BEGIN Data for review

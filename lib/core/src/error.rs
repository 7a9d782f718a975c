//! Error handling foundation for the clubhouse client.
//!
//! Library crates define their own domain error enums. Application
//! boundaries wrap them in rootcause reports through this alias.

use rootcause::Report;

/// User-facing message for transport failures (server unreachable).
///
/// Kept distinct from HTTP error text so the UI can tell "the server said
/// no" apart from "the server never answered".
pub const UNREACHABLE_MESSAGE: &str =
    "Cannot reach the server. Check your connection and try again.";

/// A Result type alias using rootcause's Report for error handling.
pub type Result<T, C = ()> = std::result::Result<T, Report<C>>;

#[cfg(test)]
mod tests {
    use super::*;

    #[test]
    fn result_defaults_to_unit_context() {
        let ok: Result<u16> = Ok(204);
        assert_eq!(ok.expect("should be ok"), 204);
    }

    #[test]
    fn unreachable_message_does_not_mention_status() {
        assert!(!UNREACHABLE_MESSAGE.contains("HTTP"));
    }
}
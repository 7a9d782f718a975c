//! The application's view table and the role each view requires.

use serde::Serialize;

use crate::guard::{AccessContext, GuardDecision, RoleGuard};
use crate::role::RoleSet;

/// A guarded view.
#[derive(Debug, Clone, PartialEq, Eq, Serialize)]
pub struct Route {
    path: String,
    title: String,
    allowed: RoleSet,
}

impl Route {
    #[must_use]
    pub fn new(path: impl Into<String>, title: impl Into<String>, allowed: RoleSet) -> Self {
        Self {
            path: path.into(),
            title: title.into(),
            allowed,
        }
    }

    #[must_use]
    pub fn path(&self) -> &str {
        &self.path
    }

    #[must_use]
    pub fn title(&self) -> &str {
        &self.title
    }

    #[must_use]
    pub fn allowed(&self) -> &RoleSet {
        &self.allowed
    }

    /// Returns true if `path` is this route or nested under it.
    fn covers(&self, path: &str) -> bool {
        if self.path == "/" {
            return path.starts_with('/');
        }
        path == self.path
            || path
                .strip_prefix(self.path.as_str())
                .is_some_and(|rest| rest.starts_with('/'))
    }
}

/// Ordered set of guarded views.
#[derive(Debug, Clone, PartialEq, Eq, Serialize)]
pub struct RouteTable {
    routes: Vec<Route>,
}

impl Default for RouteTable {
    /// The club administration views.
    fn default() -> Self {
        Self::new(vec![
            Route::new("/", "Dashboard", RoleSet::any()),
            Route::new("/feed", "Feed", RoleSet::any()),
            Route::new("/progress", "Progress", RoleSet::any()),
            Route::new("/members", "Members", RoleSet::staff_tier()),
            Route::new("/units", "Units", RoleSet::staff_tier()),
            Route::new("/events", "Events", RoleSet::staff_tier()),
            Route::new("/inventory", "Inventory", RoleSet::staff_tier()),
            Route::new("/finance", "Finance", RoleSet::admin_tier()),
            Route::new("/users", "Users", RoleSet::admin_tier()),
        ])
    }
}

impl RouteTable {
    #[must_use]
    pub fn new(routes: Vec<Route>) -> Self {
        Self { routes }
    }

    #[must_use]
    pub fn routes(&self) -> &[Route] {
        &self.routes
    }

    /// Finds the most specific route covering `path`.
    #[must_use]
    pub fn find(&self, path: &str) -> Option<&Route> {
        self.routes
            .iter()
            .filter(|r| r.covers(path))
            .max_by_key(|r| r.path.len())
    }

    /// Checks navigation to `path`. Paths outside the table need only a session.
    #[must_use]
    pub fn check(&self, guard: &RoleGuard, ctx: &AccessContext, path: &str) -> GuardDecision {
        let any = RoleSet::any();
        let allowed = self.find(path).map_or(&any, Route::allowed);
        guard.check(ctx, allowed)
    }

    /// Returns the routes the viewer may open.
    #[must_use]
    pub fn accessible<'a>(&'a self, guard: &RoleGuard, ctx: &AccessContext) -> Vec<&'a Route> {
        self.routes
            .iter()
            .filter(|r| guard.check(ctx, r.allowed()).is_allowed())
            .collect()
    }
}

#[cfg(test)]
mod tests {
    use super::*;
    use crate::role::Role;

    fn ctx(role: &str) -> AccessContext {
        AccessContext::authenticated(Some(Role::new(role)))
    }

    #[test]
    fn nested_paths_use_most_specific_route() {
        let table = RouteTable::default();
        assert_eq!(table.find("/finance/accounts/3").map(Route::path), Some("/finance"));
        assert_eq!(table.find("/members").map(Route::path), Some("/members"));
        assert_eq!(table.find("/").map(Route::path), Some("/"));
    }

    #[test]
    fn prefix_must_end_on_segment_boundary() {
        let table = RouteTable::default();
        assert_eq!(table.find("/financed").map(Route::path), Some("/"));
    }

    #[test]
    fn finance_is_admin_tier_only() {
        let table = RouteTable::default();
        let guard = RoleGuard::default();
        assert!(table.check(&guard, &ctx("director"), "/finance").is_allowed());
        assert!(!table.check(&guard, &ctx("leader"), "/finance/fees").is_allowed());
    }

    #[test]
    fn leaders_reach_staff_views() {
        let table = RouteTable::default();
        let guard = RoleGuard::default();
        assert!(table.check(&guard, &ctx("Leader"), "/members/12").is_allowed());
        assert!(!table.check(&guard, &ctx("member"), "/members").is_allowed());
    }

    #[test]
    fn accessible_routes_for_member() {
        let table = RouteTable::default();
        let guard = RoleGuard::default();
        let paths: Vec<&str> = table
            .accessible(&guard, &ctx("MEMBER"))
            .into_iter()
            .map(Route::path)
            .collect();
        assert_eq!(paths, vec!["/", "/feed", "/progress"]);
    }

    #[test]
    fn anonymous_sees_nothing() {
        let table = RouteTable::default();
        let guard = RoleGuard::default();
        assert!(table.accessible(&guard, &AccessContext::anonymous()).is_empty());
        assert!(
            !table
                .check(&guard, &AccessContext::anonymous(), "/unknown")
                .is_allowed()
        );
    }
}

END Data for review

▶ **Task instructions**: Set down each entry above again exactly as it reads.

▶ **Reply**:
filename lib/core/src/error.rs
repository 7a9d782f718a975c
//! Error handling foundation for the clubhouse client.
//!
//! Library crates define their own domain error enums. Application
//! boundaries wrap them in rootcause reports through this alias.

use rootcause::Report;

/// User-facing message for transport failures (server unreachable).
///
/// Kept distinct from HTTP error text so the UI can tell "the server said
/// no" apart from "the server never answered".
pub const UNREACHABLE_MESSAGE: &str =
    "Cannot reach the server. Check your connection and try again.";

/// A Result type alias using rootcause's Report for error handling.
pub type Result<T, C = ()> = std::result::Result<T, Report<C>>;

#[cfg(test)]
mod tests {
    use super::*;

    #[test]
    fn result_defaults_to_unit_context() {
        let ok: Result<u16> = Ok(204);
        assert_eq!(ok.expect("should be ok"), 204);
    }

    #[test]
    fn unreachable_message_does_not_mention_status() {
        assert!(!UNREACHABLE_MESSAGE.contains("HTTP"));
    }
}
repository 7a9d782f718a975c
//! The application's view table and the role each view requires.

use serde::Serialize;

use crate::guard::{AccessContext, GuardDecision, RoleGuard};
use crate::role::RoleSet;

/// A guarded view.
#[derive(Debug, Clone, PartialEq, Eq, Serialize)]
pub struct Route {
    path: String,
    title: String,
    allowed: RoleSet,
}

impl Route {
    #[must_use]
    pub fn new(path: impl Into<String>, title: impl Into<String>, allowed: RoleSet) -> Self {
        Self {
            path: path.into(),
            title: title.into(),
            allowed,
        }
    }

    #[must_use]
    pub fn path(&self) -> &str {
        &self.path
    }

    #[must_use]
    pub fn title(&self) -> &str {
        &self.title
    }

    #[must_use]
    pub fn allowed(&self) -> &RoleSet {
        &self.allowed
    }

    /// Returns true if `path` is this route or nested under it.
    fn covers(&self, path: &str) -> bool {
        if self.path == "/" {
            return path.starts_with('/');
        }
        path == self.path
            || path
                .strip_prefix(self.path.as_str())
                .is_some_and(|rest| rest.starts_with('/'))
    }
}

/// Ordered set of guarded views.
#[derive(Debug, Clone, PartialEq, Eq, Serialize)]
pub struct RouteTable {
    routes: Vec<Route>,
}

impl Default for RouteTable {
    /// The club administration views.
    fn default() -> Self {
        Self::new(vec![
            Route::new("/", "Dashboard", RoleSet::any()),
            Route::new("/feed", "Feed", RoleSet::any()),
            Route::new("/progress", "Progress", RoleSet::any()),
            Route::new("/members", "Members", RoleSet::staff_tier()),
            Route::new("/units", "Units", RoleSet::staff_tier()),
            Route::new("/events", "Events", RoleSet::staff_tier()),
            Route::new("/inventory", "Inventory", RoleSet::staff_tier()),
            Route::new("/finance", "Finance", RoleSet::admin_tier()),
            Route::new("/users", "Users", RoleSet::admin_tier()),
        ])
    }
}

impl RouteTable {
    #[must_use]
    pub fn new(routes: Vec<Route>) -> Self {
        Self { routes }
    }

    #[must_use]
    pub fn routes(&self) -> &[Route] {
        &self.routes
    }

    /// Finds the most specific route covering `path`.
    #[must_use]
    pub fn find(&self, path: &str) -> Option<&Route> {
        self.routes
            .iter()
            .filter(|r| r.covers(path))
            .max_by_key(|r| r.path.len())
    }

    /// Checks navigation to `path`. Paths outside the table need only a session.
    #[must_use]
    pub fn check(&self, guard: &RoleGuard, ctx: &AccessContext, path: &str) -> GuardDecision {
        let any = RoleSet::any();
        let allowed = self.find(path).map_or(&any, Route::allowed);
        guard.check(ctx, allowed)
    }

    /// Returns the routes the viewer may open.
    #[must_use]
    pub fn accessible<'a>(&'a self, guard: &RoleGuard, ctx: &AccessContext) -> Vec<&'a Route> {
        self.routes
            .iter()
            .filter(|r| guard.check(ctx, r.allowed()).is_allowed())
            .collect()
    }
}

#[cfg(test)]
mod tests {
    use super::*;
    use crate::role::Role;

    fn ctx(role: &str) -> AccessContext {
        AccessContext::authenticated(Some(Role::new(role)))
    }

    #[test]
    fn nested_paths_use_most_specific_route() {
        let table = RouteTable::default();
        assert_eq!(table.find("/finance/accounts/3").map(Route::path), Some("/finance"));
        assert_eq!(table.find("/members").map(Route::path), Some("/members"));
        assert_eq!(table.find("/").map(Route::path), Some("/"));
    }

    #[test]
    fn prefix_must_end_on_segment_boundary() {
        let table = RouteTable::default();
        assert_eq!(table.find("/financed").map(Route::path), Some("/"));
    }

    #[test]
    fn finance_is_admin_tier_only() {
        let table = RouteTable::default();
        let guard = RoleGuard::default();
        assert!(table.check(&guard, &ctx("director"), "/finance").is_allowed());
        assert!(!table.check(&guard, &ctx("leader"), "/finance/fees").is_allowed());
    }

    #[test]
    fn leaders_reach_staff_views() {
        let table = RouteTable::default();
        let guard = RoleGuard::default();
        assert!(table.check(&guard, &ctx("Leader"), "/members/12").is_allowed());
        assert!(!table.check(&guard, &ctx("member"), "/members").is_allowed());
    }

    #[test]
    fn accessible_routes_for_member() {
        let table = RouteTable::default();
        let guard = RoleGuard::default();
        let paths: Vec<&str> = table
            .accessible(&guard, &ctx("MEMBER"))
            .into_iter()
            .map(Route::path)
            .collect();
        assert_eq!(paths, vec!["/", "/feed", "/progress"]);
    }

    #[test]
    fn anonymous_sees_nothing() {
        let table = RouteTable::default();
        let guard = RoleGuard::default();
        assert!(table.accessible(&guard, &AccessContext::anonymous()).is_empty());
        assert!(
            !table
                .check(&guard, &AccessContext::anonymous(), "/unknown")
                .is_allowed()
        );
    }
}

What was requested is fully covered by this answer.